Yup. And they are, technically, because if someone has that one login and password, they can access all your accounts.

But it turns out that keeping that 1 login and password in your head and trusting the rest to your password service (especially if you let it make random passwords) is way more secure than what people do if they have to try to keep them all in their head.

So it's about relative security. Both sides are correct, in their narrow views of the situation.

It can be. Single master password, if leaked or otherwise getting into the wrong hands, gives access to all your auth details. This is part of why I keep to a desktop based password manager rather than an online one.

But it depends on your threat model and attack surface area/shape. A strong password on a post-it on your monitor is stupidly insecure locally, but far more than just having a weak password if you consider only non-local (to the user) attacks (neither that site hacker in far-off Hackyoustan nor his pet bots can see the post-it, but could try brute force a short easy to remember password).

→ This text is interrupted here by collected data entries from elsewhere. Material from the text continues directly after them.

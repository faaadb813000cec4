//! 宿主事件归一化
//!
//! 不同版本的宿主 SDK 对同一逻辑事件使用不同的属性名（如 `permissionID` / `requestID`）。
//! 所有差异只在这里处理，路由器只看到 [`RouterEvent`]。

use chrono::{DateTime, TimeZone, Utc};
use serde::{Deserialize, Serialize};
use serde_json::Value;
use std::sync::atomic::{AtomicU64, Ordering};
use tracing::warn;

use crate::notification::kind::BatchKind;

/// 宿主原始事件 `{ "type": ..., "properties": {...} }`
#[derive(Debug, Clone, PartialEq, Serialize, Deserialize)]
pub struct HostEvent {
    #[serde(rename = "type")]
    pub event_type: String,
    #[serde(default)]
    pub properties: Value,
}

impl HostEvent {
    pub fn new(event_type: impl Into<String>, properties: Value) -> Self {
        Self {
            event_type: event_type.into(),
            properties,
        }
    }

    /// 解析一行 JSON
    pub fn from_json(line: &str) -> serde_json::Result<Self> {
        serde_json::from_str(line)
    }
}

/// 归一化后的事件
#[derive(Debug, Clone, PartialEq)]
pub enum RouterEvent {
    SessionIdle {
        session_id: String,
    },
    SessionCreated {
        session_id: String,
        parent_id: Option<String>,
    },
    SessionError {
        session_id: String,
        message: Option<String>,
    },
    UserMessage {
        message_id: String,
        created_at: Option<DateTime<Utc>>,
    },
    /// 权限或问题请求，`count` 为子问题数量（权限固定为 1）
    Requested {
        kind: BatchKind,
        id: String,
        count: usize,
    },
    /// 权限回复、问题回复或问题拒绝
    Replied {
        kind: BatchKind,
        id: String,
    },
}

impl RouterEvent {
    /// 归一化宿主事件，未识别的事件返回 `None`
    pub fn normalize(event: &HostEvent) -> Option<Self> {
        let props = &event.properties;
        match event.event_type.as_str() {
            "session.idle" => Some(RouterEvent::SessionIdle {
                session_id: required_id(props, &[&["sessionID"], &["sessionId"]], "session"),
            }),
            "session.created" => Some(RouterEvent::SessionCreated {
                session_id: required_id(
                    props,
                    &[&["info", "id"], &["sessionID"], &["sessionId"]],
                    "session",
                ),
                parent_id: lookup_str(props, &[&["info", "parentID"], &["parentID"]]),
            }),
            "session.error" => Some(RouterEvent::SessionError {
                session_id: required_id(props, &[&["sessionID"], &["sessionId"]], "session"),
                message: lookup_str(
                    props,
                    &[
                        &["error", "data", "message"],
                        &["error", "message"],
                        &["error", "name"],
                    ],
                ),
            }),
            "message.updated" => {
                let role = lookup_str(props, &[&["info", "role"]]);
                if role.as_deref() != Some("user") {
                    return None;
                }
                Some(RouterEvent::UserMessage {
                    message_id: required_id(props, &[&["info", "id"]], "message"),
                    created_at: lookup(props, &[&["info", "time", "created"]])
                        .and_then(Value::as_i64)
                        .and_then(|ms| Utc.timestamp_millis_opt(ms).single()),
                })
            }
            "permission.updated" | "permission.asked" => Some(RouterEvent::Requested {
                kind: BatchKind::Permission,
                id: required_id(props, &[&["id"], &["requestID"], &["permissionID"]], "permission"),
                count: 1,
            }),
            "permission.replied" => Some(RouterEvent::Replied {
                kind: BatchKind::Permission,
                id: required_id(props, &[&["permissionID"], &["requestID"], &["id"]], "permission"),
            }),
            "question.asked" => Some(RouterEvent::Requested {
                kind: BatchKind::Question,
                id: required_id(props, &[&["id"], &["requestID"]], "question"),
                count: props
                    .get("questions")
                    .and_then(Value::as_array)
                    .map_or(1, |questions| questions.len().max(1)),
            }),
            "question.replied" | "question.rejected" => Some(RouterEvent::Replied {
                kind: BatchKind::Question,
                id: required_id(props, &[&["requestID"], &["id"], &["questionID"]], "question"),
            }),
            _ => None,
        }
    }
}

fn lookup<'a>(props: &'a Value, paths: &[&[&str]]) -> Option<&'a Value> {
    paths.iter().find_map(|path| {
        path.iter()
            .try_fold(props, |value, key| value.get(*key))
            .filter(|value| !value.is_null())
    })
}

fn lookup_str(props: &Value, paths: &[&[&str]]) -> Option<String> {
    paths.iter().find_map(|path| {
        path.iter()
            .try_fold(props, |value, key| value.get(*key))
            .and_then(|value| match value {
                Value::String(s) if !s.is_empty() => Some(s.clone()),
                Value::Number(n) => Some(n.to_string()),
                _ => None,
            })
    })
}

fn required_id(props: &Value, paths: &[&[&str]], prefix: &str) -> String {
    lookup_str(props, paths).unwrap_or_else(|| {
        let id = placeholder_id(prefix);
        warn!(placeholder = %id, "Event missing identifier, using placeholder");
        id
    })
}

static PLACEHOLDER_SEQ: AtomicU64 = AtomicU64::new(0);

/// 生成唯一占位 ID：`<kind>-<epoch-ms>-<seq>`
fn placeholder_id(prefix: &str) -> String {
    let seq = PLACEHOLDER_SEQ.fetch_add(1, Ordering::Relaxed);
    format!("{}-{}-{}", prefix, Utc::now().timestamp_millis(), seq)
}
//! 通知后端 trait 定义
//!
//! 核心状态机只通过这些 trait 触达外部：语音合成、提示音、Toast、桌面通知、
//! Webhook、会话查询、系统控制和 AI 消息生成。所有实现都必须自己处理超时，
//! 并且不应 panic；失败通过返回值表达。

use anyhow::Result;
use async_trait::async_trait;
use serde::{Deserialize, Serialize};
use std::path::{Path, PathBuf};
use std::sync::Arc;
use std::time::Duration;

use super::kind::NotificationKind;

/// 发送结果
#[derive(Debug, Clone, PartialEq)]
pub enum SendResult {
    /// 发送成功
    Sent,
    /// 已排队（稍后投递）
    Queued,
    /// 跳过（不符合渠道过滤条件）
    Skipped(String),
    /// 发送失败
    Failed(String),
}

impl SendResult {
    pub fn is_success(&self) -> bool {
        matches!(self, SendResult::Sent | SendResult::Queued)
    }
}

/// 语音合成选项
#[derive(Debug, Clone, Default)]
pub struct SpeakOptions {
    /// 指定引擎（为空时按后端默认顺序尝试）
    pub engine: Option<String>,
    /// 所有引擎失败时播放的提示音
    pub fallback_sound: Option<PathBuf>,
}

/// Toast 样式
#[derive(Debug, Clone, Copy, PartialEq, Eq, Serialize, Deserialize)]
#[serde(rename_all = "lowercase")]
pub enum ToastVariant {
    Info,
    Success,
    Warning,
    Error,
}

impl ToastVariant {
    pub fn for_kind(kind: NotificationKind) -> Self {
        match kind {
            NotificationKind::Idle => ToastVariant::Success,
            NotificationKind::Permission | NotificationKind::Question => ToastVariant::Warning,
            NotificationKind::Error => ToastVariant::Error,
        }
    }
}

/// 桌面通知选项
#[derive(Debug, Clone, Default)]
pub struct DesktopOptions {
    pub timeout: Option<Duration>,
    pub subtitle: Option<String>,
    /// 需要用户处理的通知（权限、问题、错误）
    pub urgent: bool,
}

/// Webhook 选项
#[derive(Debug, Clone, Default)]
pub struct WebhookOptions {
    pub session_id: Option<String>,
    pub count: usize,
    /// 是否 @ 提醒
    pub mention: bool,
}

/// AI 消息生成请求
#[derive(Debug, Clone, Copy, PartialEq, Eq)]
pub struct MessageRequest {
    pub kind: NotificationKind,
    pub count: usize,
    pub is_reminder: bool,
}

/// 语音合成后端（内部负责多引擎回退）
#[async_trait]
pub trait SpeechBackend: Send + Sync {
    /// 播报文本，任何引擎成功即返回 `true`
    async fn speak(&self, text: &str, options: &SpeakOptions) -> bool;
}

/// 提示音播放后端
#[async_trait]
pub trait SoundBackend: Send + Sync {
    /// 播放 `loops` 次，播放完成后返回
    async fn play(&self, path: &Path, loops: u32) -> Result<()>;
}

/// Toast 后端
#[async_trait]
pub trait ToastBackend: Send + Sync {
    async fn show(&self, message: &str, variant: ToastVariant, duration: Duration) -> Result<()>;
}

/// 桌面通知后端
#[async_trait]
pub trait DesktopNotifier: Send + Sync {
    async fn notify(&self, title: &str, message: &str, options: &DesktopOptions) -> SendResult;
}

/// Webhook 后端（内部处理重试和限流）
#[async_trait]
pub trait WebhookBackend: Send + Sync {
    async fn notify(
        &self,
        kind: NotificationKind,
        message: &str,
        options: &WebhookOptions,
    ) -> SendResult;
}

/// 会话关系查询
#[async_trait]
pub trait SessionQuery: Send + Sync {
    /// 返回父会话 ID（子会话有父会话）
    async fn parent_of(&self, session_id: &str) -> Result<Option<String>>;

    /// 宿主报告新会话时调用，供缓存型实现记录父子关系
    fn record_session(&self, _session_id: &str, _parent_id: Option<&str>) {}
}

/// 系统控制（唤醒屏幕、调整音量）
#[async_trait]
pub trait SystemControl: Send + Sync {
    async fn wake_display(&self) -> Result<()>;

    /// 音量低于阈值（0-100）时调到阈值
    async fn ensure_volume(&self, threshold: u8) -> Result<()>;
}

/// AI 消息生成
#[async_trait]
pub trait MessageGenerator: Send + Sync {
    async fn generate(&self, request: &MessageRequest) -> Result<String>;
}

/// 核心依赖的全部后端
#[derive(Clone)]
pub struct Backends {
    pub speech: Arc<dyn SpeechBackend>,
    pub sound: Arc<dyn SoundBackend>,
    pub toast: Arc<dyn ToastBackend>,
    pub desktop: Arc<dyn DesktopNotifier>,
    pub webhook: Arc<dyn WebhookBackend>,
    pub sessions: Arc<dyn SessionQuery>,
    pub system: Arc<dyn SystemControl>,
    pub generator: Option<Arc<dyn MessageGenerator>>,
}

impl std::fmt::Debug for Backends {
    fn fmt(&self, f: &mut std::fmt::Formatter<'_>) -> std::fmt::Result {
        f.debug_struct("Backends")
            .field("generator", &self.generator.is_some())
            .finish_non_exhaustive()
    }
}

Yes, if not explicitly then by their actions definitely. E.g.: there is only a single bank in France that hasn't switched to a stupid 6-8 digit system where you have to click buttons that appear in random order. Before then they often disabled autofill on passwords (luckily that could have been easily bypassed). They incessantly re-invent the wheel for 2-factor auth and so on. I find it very curious why banks of all institutions are those with the worst security.